TASK ITEM:
Search the material below for the word "Serialize" and copy every line in which it occurs.

GIVEN RECORDS:

※ ※ ※

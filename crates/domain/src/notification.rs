//! Notification — a rendered message on its way to one or more transports.

use std::fmt;
use std::str::FromStr;

use serde::{Deserialize, Serialize};

use crate::id::{NotificationId, RuleId};
use crate::rule::{Priority, TargetChannel};
use crate::time::Timestamp;

/// A concrete delivery transport.
#[derive(Debug, Clone, Copy, PartialEq, Eq, Hash, PartialOrd, Ord, Serialize, Deserialize)]
#[serde(rename_all = "snake_case")]
pub enum TransportKind {
    Webhook,
    Telegram,
    Email,
}

impl TransportKind {
    pub const ALL: [Self; 3] = [Self::Webhook, Self::Telegram, Self::Email];

    #[must_use]
    pub fn as_str(self) -> &'static str {
        match self {
            Self::Webhook => "webhook",
            Self::Telegram => "telegram",
            Self::Email => "email",
        }
    }

    /// The transports selected by a target channel.
    ///
    /// [`TargetChannel::All`] selects every member of `available`.
    #[must_use]
    pub fn selected_by(target: TargetChannel, available: &[Self]) -> Vec<Self> {
        match target {
            TargetChannel::Webhook => vec![Self::Webhook],
            TargetChannel::Telegram => vec![Self::Telegram],
            TargetChannel::Email => vec![Self::Email],
            TargetChannel::All => available.to_vec(),
        }
    }
}

impl fmt::Display for TransportKind {
    fn fmt(&self, f: &mut fmt::Formatter<'_>) -> fmt::Result {
        f.write_str(self.as_str())
    }
}

impl FromStr for TransportKind {
    type Err = String;

    fn from_str(s: &str) -> Result<Self, Self::Err> {
        Self::ALL
            .into_iter()
            .find(|kind| kind.as_str() == s)
            .ok_or_else(|| format!("unknown transport {s:?}"))
    }
}

/// A fully normalized notification: every optional field of the originating
/// action has been resolved.
#[derive(Debug, Clone, PartialEq, Serialize, Deserialize)]
pub struct NotificationRequest {
    pub id: NotificationId,
    pub rule_id: RuleId,
    pub message: String,
    pub priority: Priority,
    /// Logical audience (e.g. `"telegram"`), forwarded to the receiver.
    pub channel: String,
    /// Transport(s) used for delivery.
    pub target_channel: TargetChannel,
    pub user: String,
    pub metadata: serde_json::Map<String, serde_json::Value>,
    pub created_at: Timestamp,
}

※ ※ ※

ANSWER SECTION:
use serde::{Deserialize, Serialize};
#[derive(Debug, Clone, Copy, PartialEq, Eq, Hash, PartialOrd, Ord, Serialize, Deserialize)]
#[derive(Debug, Clone, PartialEq, Serialize, Deserialize)]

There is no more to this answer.